一方でテクノロジーを使用せずに女性特有の問題の改善を目指すものは「フェムケア」や「フェミニンケア」と呼ばれる。
その「フェムケア」商品で注目を集める女子大生起業家が、ショーツの蒸れ、締め付けから女性を解放する部屋着型ショーツ「“おかえり”ショーツ」を開発した、現役大学生で起業家の江連(えづれ)千佳さん(20)だ。
入荷直後から売り切れが続出し、SNSなどでZ世代から特に注目を集めたおかえりショーツはどのように生まれたのか。
※「フェムテック」とは「フィメール」と「テクノロジー」を掛け合わせた造語で、女性特有の生理や妊娠、更年期障害などの健康課題をテクノロジーで改善することを指す。
どうしてショーツに自分を合わせなくてはならないの?
8月8日に渋谷で行ったポップアップストアの様子。江連千佳さん(左)とI_for MEデザイナーの野村華花さん(右)。
撮影:稲葉結衣
「なんでショーツの形に合わせて毛の処理をしなきゃいけないんだろう。パンツが大きくなればこんなことで悩まなくていいのに」
江連さんの“おかえり”ショーツの制作のきっかけはYouTube広告だ。
江連さんは大学に通う傍ら、2021年2月“私らしくある自由を届ける”エンパワメント・ブランド I _ for ME を個人事業主として立ち上げ。ビジネスコンテストの「キャリア甲子園2017」や「Tokyo Startup Gateway 2020」でファイナリストに選出されるなど、新世代の起業家としての道を着実に歩んできた。
「毛の処理をしていないからパンツから毛がはみ出して彼に嫌われ、一念発起して綺麗になって彼を取り戻す」というストーリーのYouTube広告が頻繁に表示されることを不快に思ったのだ。
“おかえり”ショーツでそのままの自分でいて
こうした違和感から考案した“おかえり”ショーツはウエストや足の付け根、デリケートゾーンに余裕のある、直ばきできるショーツ機能付きリラックスウェア。
部屋着型のデザインで締め付け感がなく、横部分に入れたスリットや、調整可能な腰のリボンでフリーサイズを実現した。コットン100%で天竺編みという通気性のいい生地を使用し、既存の女性用ショーツで悩まされることの多かった蒸れを軽減するという。

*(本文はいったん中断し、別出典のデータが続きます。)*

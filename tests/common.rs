#![allow(dead_code)]
use assert_cmd::{Command, cargo_bin_cmd};
use std::env;
use std::fs;
use std::path::PathBuf;

pub fn rwd() -> Command {
    cargo_bin_cmd!("rworkday")
}

/// Unique path inside the system temp dir; any existing file is removed.
pub fn temp_path(name: &str, ext: &str) -> String {
    let mut path: PathBuf = env::temp_dir();
    path.push(format!("{}_rworkday.{}", name, ext));
    let p = path.to_string_lossy().to_string();
    fs::remove_file(&p).ok();
    p
}

/// Config path that does not exist, so every run uses the defaults.
pub fn no_config(name: &str) -> String {
    temp_path(&format!("{name}_noconf"), "conf")
}

/// Write a punch sheet and return its path.
pub fn write_sheet(name: &str, content: &str) -> String {
    let p = temp_path(name, "txt");
    fs::write(&p, content).expect("write punch sheet");
    p
}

価格は税込6500円。トゲだらけの社会で頑張ってきて、家で“おかえり”ショーツを身にまとうひとときだけでも、そのままの自分になってほしいという願いを「おかえり」という言葉に込めた。
クラウドファンディングで72万円を資金調達し、アイディア段階からたった3カ月で工場生産へ。2021年の国際女性デー(3月8日)、直ばきできるショーツ機能付きリラックスウェア、“おかえり”ショーツの販売を開始した。
“おかえり”ショーツは、入荷直後から毎回売り切れが続出し、テレビやWebメディア、ABEMAヒルズ、雑誌「anan」にも掲載された。8月には渋谷no-maでポップアップストアも開催するなど順調だ。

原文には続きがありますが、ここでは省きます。